◆ **TASK STATEMENT**: Nothing but the lines from the line with "assert!(model.allows_tool_calls(Mode::Agent));" through the end of the data is to be copied, and each is to be copied exactly.

[Opening RECORDS FOR THIS TASK section]

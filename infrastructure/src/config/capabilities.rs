//! Capabilities provider backed by the loaded configuration.

use super::file_config::FileConfig;
use crate::plugins::PluginRegistry;
use cmdlayer_application::ports::capabilities::{CapabilitiesProvider, NativeFlags};
use cmdlayer_domain::{Mode, ModelInfo};
use std::sync::Arc;

/// [`CapabilitiesProvider`] over a [`FileConfig`] and the live plugin state.
///
/// A `model` that is not listed in `[[models]]` does not resolve, so the
/// tool-call capability check is skipped for it.
pub struct ConfigCapabilities {
    config: FileConfig,
    plugins: Arc<PluginRegistry>,
}

impl ConfigCapabilities {
    pub fn new(config: FileConfig, plugins: Arc<PluginRegistry>) -> Self {
        Self { config, plugins }
    }

    pub fn config(&self) -> &FileConfig {
        &self.config
    }
}

impl CapabilitiesProvider for ConfigCapabilities {
    fn mode(&self) -> Mode {
        self.config.mode
    }

    fn current_model(&self) -> Option<ModelInfo> {
        self.config.current_model().cloned()
    }

    fn native_flags(&self) -> NativeFlags {
        NativeFlags {
            general: self.config.func_call.native,
            agent: self.config.agent.func_call.native,
            experts: self.config.experts.func_call.native,
        }
    }

    fn commands_enabled(&self) -> bool {
        self.config.cmd
    }

    fn inline_commands_available(&self) -> bool {
        self.plugins.has_enabled_inline()
    }

    fn agent_experts_enabled(&self) -> bool {
        self.config.agent.experts
    }
}

#[cfg(test)]
mod tests {
    use super::*;
    use crate::plugins::PluginEntry;

    fn config(toml_str: &str) -> FileConfig {
        toml::from_str(toml_str).unwrap()
    }

    #[test]
    fn test_flags_from_config() {
        let caps = ConfigCapabilities::new(
            config(
                r#"
mode = "agent"
cmd = true
[func_call]
native = true
[agent]
experts = true
"#,
            ),
            Arc::new(PluginRegistry::new()),
        );
        assert_eq!(caps.mode(), Mode::Agent);
        assert!(caps.commands_enabled());
        assert_eq!(
            caps.native_flags(),
            NativeFlags {
                general: true,
                agent: false,
                experts: false,
            }
        );
        assert!(caps.experts_enabled());
    }

    #[test]
    fn test_tool_call_capability_from_models() {
        let caps = ConfigCapabilities::new(
            config(
                r#"
model = "gpt-4o"
[[models]]
id = "gpt-4o"
tool_calls = true
modes = ["chat"]
"#,
            ),
            Arc::new(PluginRegistry::new()),
        );
        let model = caps.current_model().unwrap();
        assert!(caps.is_tool_call_allowed(Mode::Chat, &model));
        assert!(!caps.is_tool_call_allowed(Mode::Vision, &model));
    }

    #[test]
    fn test_inline_availability_tracks_registry() {
        let plugins = Arc::new(
            PluginRegistry::new().with_plugin(PluginEntry::new("clock").with_inline(true), false),
        );
        let caps = ConfigCapabilities::new(FileConfig::default(), plugins.clone());
        assert!(!caps.inline_commands_available());
        plugins.set_enabled("clock", true);
        assert!(caps.inline_commands_available());
    }
}
//! Command schema use case.
//!
//! Wraps the pure schema builders from the domain with the two side
//! concerns they leave to the caller: logging skipped parameters, and
//! handing each syntax block build to the [`SchemaSink`].

use crate::ports::schema_sink::{NoSchemaSink, SchemaSink, SchemaSnapshot};
use cmdlayer_domain::command::{schema, syntax};
use cmdlayer_domain::{CommandDescriptor, CommandPrompt, FunctionSchema, SyntaxBlock};
use std::sync::Arc;
use tracing::{debug, warn};

/// Builds prompt syntax blocks and native function schemas.
#[derive(Clone)]
pub struct CommandSchemaUseCase {
    sink: Arc<dyn SchemaSink>,
}

impl Default for CommandSchemaUseCase {
    fn default() -> Self {
        Self::new(Arc::new(NoSchemaSink))
    }
}

impl CommandSchemaUseCase {
    pub fn new(sink: Arc<dyn SchemaSink>) -> Self {
        Self { sink }
    }

    /// Build the compact syntax block and record the build in the sink.
    pub fn syntax_block(&self, descriptors: &[CommandDescriptor]) -> SyntaxBlock {
        let block = syntax::build_syntax_block(descriptors);
        debug!(
            commands = descriptors.len(),
            bytes = block.text.len(),
            "Built command syntax block"
        );
        self.sink.record(&SchemaSnapshot {
            descriptors: descriptors.to_vec(),
            structure: block.structure.clone(),
        });
        block
    }

    /// Render the command section of the system prompt.
    pub fn command_prompt(
        &self,
        prompt: &CommandPrompt,
        descriptors: &[CommandDescriptor],
        assistant_mode: bool,
    ) -> String {
        let block = self.syntax_block(descriptors);
        prompt.render(&block.text, assistant_mode)
    }

    /// Build one function schema; skipped parameters are logged.
    pub fn function_schema(&self, descriptor: &CommandDescriptor) -> FunctionSchema {
        let (function, issues) = schema::build_function_schema_with_issues(descriptor);
        for issue in &issues {
            warn!("Skipping parameter in function schema: {}", issue);
        }
        function
    }

    /// Build function schemas for every descriptor, in order.
    pub fn function_schemas(&self, descriptors: &[CommandDescriptor]) -> Vec<FunctionSchema> {
        descriptors
            .iter()
            .map(|d| self.function_schema(d))
            .collect()
    }
}

#[cfg(test)]
mod tests {
    use super::*;
    use crate::ports::schema_sink::LastSchemaSink;
    use cmdlayer_domain::Param;

    #[test]
    fn test_syntax_block_is_recorded() {
        let sink = Arc::new(LastSchemaSink::new());
        let use_case = CommandSchemaUseCase::new(sink.clone());
        let descriptors = vec![CommandDescriptor::new("ls", "List files")];

        let block = use_case.syntax_block(&descriptors);
        assert_eq!(block.text, r#"{"ls":{"help":"List files"}}"#);

        let snapshot = sink.last().unwrap();
        assert_eq!(snapshot.descriptors, descriptors);
        assert_eq!(snapshot.structure, block.structure);
    }

    #[test]
    fn test_command_prompt() {
        let use_case = CommandSchemaUseCase::default();
        let prompt = CommandPrompt::default().with_template("{schema}/{extra}");
        let rendered = use_case.command_prompt(
            &prompt,
            &[CommandDescriptor::new("ls", "List")],
            true,
        );
        assert_eq!(
            rendered,
            format!(
                r#"{{"ls":{{"help":"List"}}}}/{}"#,
                CommandPrompt::default_extra_assistant()
            )
        );
    }

    #[test]
    fn test_function_schemas_skip_bad_params() {
        let use_case = CommandSchemaUseCase::default();
        let descriptors = vec![
            CommandDescriptor::new("a", "A").with_param(Param::new("", "bad", true)),
            CommandDescriptor::new("b", "B").with_param(Param::new("x", "ok", true)),
        ];
        let functions = use_case.function_schemas(&descriptors);
        assert_eq!(functions.len(), 2);
        assert!(functions[0].params["properties"].as_object().unwrap().is_empty());
        assert_eq!(functions[1].params["required"][0], "x");
    }
}
//! Model capabilities from TOML (`[[models]]` tables)

use cmdlayer_domain::ModelInfo;

/// Raw model entry from TOML
///
/// # Example
///
/// ```toml
/// [[models]]
/// id = "gpt-4o"
/// tool_calls = true
/// modes = ["chat", "agent", "expert"]   # empty or missing: every mode
/// ```
pub type FileModelConfig = ModelInfo;

/// Find a model entry by ID.
pub fn find_model<'a>(models: &'a [FileModelConfig], id: &str) -> Option<&'a FileModelConfig> {
    models.iter().find(|m| m.id == id)
}

#[cfg(test)]
mod tests {
    use super::super::FileConfig;
    use super::*;
    use cmdlayer_domain::Mode;

    #[test]
    fn test_models_deserialize() {
        let toml_str = r#"
model = "gpt-4o"

[[models]]
id = "gpt-4o"
tool_calls = true
modes = ["chat", "agent"]

[[models]]
id = "o1-mini"
"#;
        let config: FileConfig = toml::from_str(toml_str).unwrap();
        assert_eq!(config.models.len(), 2);

        let gpt = find_model(&config.models, "gpt-4o").unwrap();
        assert!(gpt.allows_tool_calls(Mode::Agent));
        assert!(!gpt.allows_tool_calls(Mode::Vision));

        let mini = find_model(&config.models, "o1-mini").unwrap();
        assert!(!mini.tool_calls);
        assert!(mini.modes.is_empty());
        assert!(find_model(&config.models, "missing").is_none());
    }
}
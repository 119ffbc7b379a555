//! Model capability description.

use crate::core::mode::Mode;
use serde::{Deserialize, Serialize};

/// What the command layer needs to know about a model.
#[derive(Debug, Clone, PartialEq, Eq, Serialize, Deserialize)]
pub struct ModelInfo {
    /// Model identifier (e.g., "gpt-4o")
    pub id: String,
    /// Whether the provider accepts native tool definitions for this model
    #[serde(default)]
    pub tool_calls: bool,
    /// Modes the model may be used in; empty means every mode
    #[serde(default)]
    pub modes: Vec<Mode>,
}

impl ModelInfo {
    pub fn new(id: impl Into<String>) -> Self {
        Self {
            id: id.into(),
            tool_calls: false,
            modes: Vec::new(),
        }
    }

    pub fn with_tool_calls(mut self, tool_calls: bool) -> Self {
        self.tool_calls = tool_calls;
        self
    }

    pub fn with_modes(mut self, modes: impl IntoIterator<Item = Mode>) -> Self {
        self.modes = modes.into_iter().collect();
        self
    }

    pub fn supports_mode(&self, mode: Mode) -> bool {
        self.modes.is_empty() || self.modes.contains(&mode)
    }

    /// Whether native tool calls can be sent to this model in `mode`.
    pub fn allows_tool_calls(&self, mode: Mode) -> bool {
        self.tool_calls && self.supports_mode(mode)
    }
}

#[cfg(test)]
mod tests {
    use super::*;

    #[test]
    fn test_tool_calls_require_flag() {
        let model = ModelInfo::new("gpt-3.5-turbo-instruct");
        assert!(!model.allows_tool_calls(Mode::Chat));
    }

    #[test]
    fn test_empty_modes_means_any_mode() {
        let model = ModelInfo::new("gpt-4o").with_tool_calls(true);
        assert!(model.allows_tool_calls(Mode::Chat));
        assert!(model.allows_tool_calls(Mode::Agent));
    }

    #[test]
    fn test_mode_restriction() {
        let model = ModelInfo::new("o1")
            .with_tool_calls(true)
            .with_modes([Mode::Chat, Mode::Expert]);
        assert!(model.allows_tool_calls(Mode::Expert));
        assert!(!model.allows_tool_calls(Mode::Agent));
    }
}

[Closing RECORDS FOR THIS TASK section]

◆ **THE ANSWER**:
        assert!(model.allows_tool_calls(Mode::Agent));
    }

    #[test]
    fn test_mode_restriction() {
        let model = ModelInfo::new("o1")
            .with_tool_calls(true)
            .with_modes([Mode::Chat, Mode::Expert]);
        assert!(model.allows_tool_calls(Mode::Expert));
        assert!(!model.allows_tool_calls(Mode::Agent));
    }
}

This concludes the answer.